The commit message part of the patch says that it's to prevent non-
superusers from being able to (effectively) create subscriptions, but
don't we want privileged non-superusers to be able to create
subscriptions?
Regards,
Jeff Davis
On Nov 16, 2021, at 8:11 PM, Jeff Davis <pgsql@j-davis.com> wrote:
On Wed, 2021-11-03 at 12:50 -0700, Mark Dilger wrote:
The first two patches are virtually unchanged. The third updates the
behavior of the apply workers, and updates the documentation to
match.v2-0001 corrects some surprises, but may create others. Why is renaming
allowed, but not changing the options? What if we add new options, and
some of them seem benign for a non-superuser to change?
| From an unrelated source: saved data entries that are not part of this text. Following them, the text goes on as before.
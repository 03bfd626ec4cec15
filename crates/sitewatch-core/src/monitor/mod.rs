//! Cycle orchestrator
//!
//! A [`Monitor`] runs one complete check pass per [`Monitor::run_cycle`]
//! call: fetch every resource, detect changes, scan for suspicious code,
//! probe the certificate, record incidents, then send one consolidated
//! alert. It owns no timer; scheduling belongs to the caller.
//!
//! Expected conditions (unreachable site, changed content, storage hiccups)
//! never make `run_cycle` fail. Only a concurrent call or an internal fault
//! does.

mod history;
pub mod message;

pub use history::{append_history, load_history, CycleRecord, HISTORY_CAP, HISTORY_KEY};

use chrono::{DateTime, Utc};
use serde::{Deserialize, Serialize};
use std::collections::BTreeMap;
use std::sync::atomic::{AtomicBool, Ordering};
use std::sync::Arc;
use std::time::{Duration, Instant};

use crate::alert::AlertDispatcher;
use crate::config::{MonitorConfig, ResourceConfig};
use crate::detector::{ChangeDetector, ChangeResult, PatternScanner};
use crate::error::{MonitorError, Result};
use crate::fetcher::{Fetcher, HttpFetcher};
use crate::incident::{Incident, IncidentLog, IncidentType};
use crate::notify::{MultiNotifier, Notifier};
use crate::store::{FileStore, KvStore};
use crate::tls::{self, CertificateProbe, TlsCertificateProbe};

const HTTPS_PORT: u16 = 443;

/// Result of one cycle
#[derive(Debug, Clone, PartialEq, Eq, Serialize, Deserialize)]
pub struct CycleSummary {
    pub started_at: DateTime<Utc>,
    pub duration_ms: u64,
    pub resources_checked: usize,
    pub resources_unavailable: usize,

    /// Incidents produced this cycle, by type
    pub counts: BTreeMap<IncidentType, usize>,

    /// Representative type used for the alert, `None` when all clear
    pub primary: Option<IncidentType>,

    /// Whether a notification actually went out
    pub alert_sent: bool,

    /// Store reads/writes that failed and were skipped
    pub persistence_errors: usize,
}

impl CycleSummary {
    pub fn incident_count(&self) -> usize {
        self.counts.values().sum()
    }

    pub fn has_incidents(&self) -> bool {
        self.incident_count() > 0
    }
}

#[derive(Default)]
struct CycleOutcome {
    incidents: Vec<Incident>,
    unavailable: usize,
    persistence_errors: usize,
}

impl CycleOutcome {
    fn merge(&mut self, other: CycleOutcome) {
        self.incidents.extend(other.incidents);
        self.unavailable += other.unavailable;
        self.persistence_errors += other.persistence_errors;
    }
}

/// Clears the running flag when a cycle ends, even by panic
struct RunningGuard<'a>(&'a AtomicBool);

impl Drop for RunningGuard<'_> {
    fn drop(&mut self) {
        self.0.store(false, Ordering::Release);
    }
}

pub struct Monitor {
    config: Arc<MonitorConfig>,
    resources: Vec<ResourceConfig>,
    store: Arc<dyn KvStore>,
    fetcher: Arc<dyn Fetcher>,
    detector: ChangeDetector,
    scanner: PatternScanner,
    incidents: IncidentLog,
    dispatcher: AlertDispatcher,
    certificates: Option<Arc<dyn CertificateProbe>>,
    running: AtomicBool,
}

impl Monitor {
    /// Monitor over explicit collaborators, without a certificate probe
    pub fn new(
        config: Arc<MonitorConfig>,
        store: Arc<dyn KvStore>,
        fetcher: Arc<dyn Fetcher>,
        notifier: Arc<dyn Notifier>,
    ) -> Self {
        let detector = ChangeDetector::new(store.clone(), config.detection.max_diff_chars);
        let incidents = IncidentLog::new(store.clone(), config.incidents.retention_cap);
        let dispatcher = AlertDispatcher::new(
            store.clone(),
            notifier,
            Duration::from_secs(config.alerts.cooldown_secs),
        );

        Self {
            resources: config.effective_resources(),
            config,
            store,
            fetcher,
            detector,
            scanner: PatternScanner::default(),
            incidents,
            dispatcher,
            certificates: None,
            running: AtomicBool::new(false),
        }
    }

    /// Production wiring: file store under `data_dir`, HTTP fetcher, every
    /// configured notification channel and, for https sites, the TLS probe
    pub fn from_config(config: Arc<MonitorConfig>) -> Result<Self> {
        let store: Arc<dyn KvStore> = Arc::new(FileStore::open(&config.data_dir)?);
        let fetcher: Arc<dyn Fetcher> = Arc::new(HttpFetcher::from_settings(&config.fetch)?);

        let notifier = MultiNotifier::from_settings(&config.notifications)?;
        if notifier.is_empty() {
            tracing::warn!("No notification channel configured; alerts will not be delivered");
        }

        let probe = if config.certificate.enabled && config.is_https() {
            let probe = TlsCertificateProbe::new(Duration::from_millis(config.certificate.timeout_ms))?;
            Some(Arc::new(probe) as Arc<dyn CertificateProbe>)
        } else {
            None
        };

        let mut monitor = Self::new(config, store, fetcher, Arc::new(notifier));
        monitor.certificates = probe;
        Ok(monitor)
    }

    pub fn with_certificate_probe(mut self, probe: Arc<dyn CertificateProbe>) -> Self {
        self.certificates = Some(probe);
        self
    }

    pub fn with_scanner(mut self, scanner: PatternScanner) -> Self {
        self.scanner = scanner;
        self
    }

    pub fn config(&self) -> &MonitorConfig {
        &self.config
    }

    pub fn resources(&self) -> &[ResourceConfig] {
        &self.resources
    }

    pub fn fetcher(&self) -> Arc<dyn Fetcher> {
        self.fetcher.clone()
    }

    pub fn incident_log(&self) -> &IncidentLog {
        &self.incidents
    }

    pub fn dispatcher(&self) -> &AlertDispatcher {
        &self.dispatcher
    }

    /// Recorded cycles, oldest first
    pub fn history(&self) -> Vec<CycleRecord> {
        load_history(self.store.as_ref())
    }

    pub fn is_running(&self) -> bool {
        self.running.load(Ordering::Acquire)
    }

    /// Run one full check pass
    pub async fn run_cycle(&self) -> Result<CycleSummary> {
        if self
            .running
            .compare_exchange(false, true, Ordering::AcqRel, Ordering::Acquire)
            .is_err()
        {
            return Err(MonitorError::CycleInProgress);
        }
        let _guard = RunningGuard(&self.running);

        let started_at = Utc::now();
        let clock = Instant::now();
        tracing::info!(
            site = %self.config.site_url,
            resources = self.resources.len(),
            "Cycle started"
        );

        let mut outcome = CycleOutcome::default();

        if self.config.parallel {
            let checks = self.resources.iter().map(|r| self.check_resource(r));
            for result in futures::future::join_all(checks).await {
                outcome.merge(result);
            }
        } else {
            for resource in &self.resources {
                outcome.merge(self.check_resource(resource).await);
            }
        }

        outcome.merge(self.check_certificate().await);

        let primary = IncidentType::most_severe(outcome.incidents.iter().map(|i| i.incident_type()));
        let alert_sent = self.dispatch(primary, started_at, &outcome.incidents).await;

        let mut counts = BTreeMap::new();
        for incident in &outcome.incidents {
            *counts.entry(incident.incident_type()).or_insert(0) += 1;
        }

        let record = CycleRecord {
            at: started_at,
            resources_checked: self.resources.len(),
            resources_unavailable: outcome.unavailable,
            incidents: outcome.incidents.len(),
        };
        if let Err(e) = append_history(self.store.as_ref(), record) {
            tracing::warn!(error = %e, "Failed to record cycle history");
            outcome.persistence_errors += 1;
        }

        let summary = CycleSummary {
            started_at,
            duration_ms: u64::try_from(clock.elapsed().as_millis()).unwrap_or(u64::MAX),
            resources_checked: self.resources.len(),
            resources_unavailable: outcome.unavailable,
            counts,
            primary,
            alert_sent,
            persistence_errors: outcome.persistence_errors,
        };

        tracing::info!(
            incidents = summary.incident_count(),
            primary = ?summary.primary,
            alert_sent,
            duration_ms = summary.duration_ms,
            "Cycle finished"
        );

        Ok(summary)
    }

    async fn check_resource(&self, resource: &ResourceConfig) -> CycleOutcome {
        let mut outcome = CycleOutcome::default();
        let timeout = Duration::from_millis(self.config.fetch.timeout_ms);

        let response = match self.fetcher.fetch(&resource.url, timeout).await {
            Ok(response) => response,
            Err(e) => {
                tracing::warn!(resource = %resource.name, error = %e, "Fetch failed");
                outcome.unavailable += 1;
                let incident = Incident::site_unavailable(
                    &resource.name,
                    &resource.url,
                    None,
                    Some(e.to_string()),
                );
                self.record(&mut outcome, incident);
                return outcome;
            }
        };

        if !response.is_success() {
            tracing::warn!(
                resource = %resource.name,
                status = response.status_code,
                "Non-success status"
            );
            outcome.unavailable += 1;
            let incident = Incident::site_unavailable(
                &resource.name,
                &resource.url,
                Some(response.status_code),
                None,
            );
            self.record(&mut outcome, incident);
            return outcome;
        }

        match self.detector.check(&resource.name, &response.body) {
            Ok(ChangeResult::Changed(change)) => {
                let incident = Incident::content_changed(&resource.name, &resource.url, &change);
                self.record(&mut outcome, incident);
            }
            Ok(ChangeResult::Baseline) | Ok(ChangeResult::Unchanged) => {}
            Err(e) => {
                tracing::warn!(resource = %resource.name, error = %e, "Change detection skipped");
                outcome.persistence_errors += 1;
            }
        }

        if self.config.detection.scan_patterns {
            for found in self.scanner.scan(&response.body) {
                tracing::warn!(
                    resource = %resource.name,
                    pattern = %found.description,
                    occurrences = found.occurrences,
                    "Suspicious pattern"
                );
                self.record(&mut outcome, Incident::suspicious_code(&resource.name, &found));
            }
        }

        outcome
    }

    async fn check_certificate(&self) -> CycleOutcome {
        let mut outcome = CycleOutcome::default();

        let (probe, host) = match (&self.certificates, self.config.site_host()) {
            (Some(probe), Some(host)) => (probe, host),
            _ => return outcome,
        };

        let result = probe.probe(&host, HTTPS_PORT).await;
        if let Ok(info) = &result {
            tracing::debug!(host = %host, days_remaining = info.days_remaining, "Certificate checked");
        }

        if let Some(incident) = tls::evaluate(&host, result, self.config.certificate.expiry_warning_days) {
            self.record(&mut outcome, incident);
        }
        outcome
    }

    fn record(&self, outcome: &mut CycleOutcome, incident: Incident) {
        match self.incidents.append(incident.clone()) {
            Ok(stored) => outcome.incidents.push(stored),
            Err(e) => {
                tracing::warn!(error = %e, "Failed to persist incident");
                outcome.persistence_errors += 1;
                outcome.incidents.push(incident);
            }
        }
    }

    /// Alert about a cycle that failed with an unexpected error
    ///
    /// Expected failures are ignored. Repeats share one cooldown, so a fault
    /// that persists across cycles is reported once per cooldown period.
    pub async fn report_failure(&self, error: &MonitorError) -> bool {
        if error.is_expected() {
            return false;
        }

        let subject = message::subject(Some(IncidentType::SystemError), &self.config.site_url);
        let body = message::failure_body(&self.config.site_url, Utc::now(), &error.to_string());
        self.dispatcher
            .maybe_send(IncidentType::SystemError, &subject, &body)
            .await
    }

    async fn dispatch(
        &self,
        primary: Option<IncidentType>,
        at: DateTime<Utc>,
        incidents: &[Incident],
    ) -> bool {
        let alert_type = match primary {
            Some(t) => t,
            None if self.config.alerts.send_all_clear => IncidentType::Info,
            None => return false,
        };

        let subject = message::subject(primary, &self.config.site_url);
        let body = message::body(&self.config.site_url, at, self.resources.len(), incidents);
        self.dispatcher.maybe_send(alert_type, &subject, &body).await
    }
}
The patch cannot anticipate which logical replication options may be added to the project in some later commit. We can let that commit adjust the behavior to allow the option if we agree it is sensible for non-superusers to do so.
The commit message part of the patch says that it's to prevent non-
superusers from being able to (effectively) create subscriptions, but
don't we want privileged non-superusers to be able to create
subscriptions?
Perhaps, but I don't think merely owning a subscription should entitle a role to create new subscriptions. Administrators may quite intentionally create low-power users, ones without access to anything but a single table, or a single schema, as a means of restricting the damage that a subscription might do (or more precisely, what the publisher might do via the subscription.) It would be surprising if that low-power user was then able to recreate the subscription into something different.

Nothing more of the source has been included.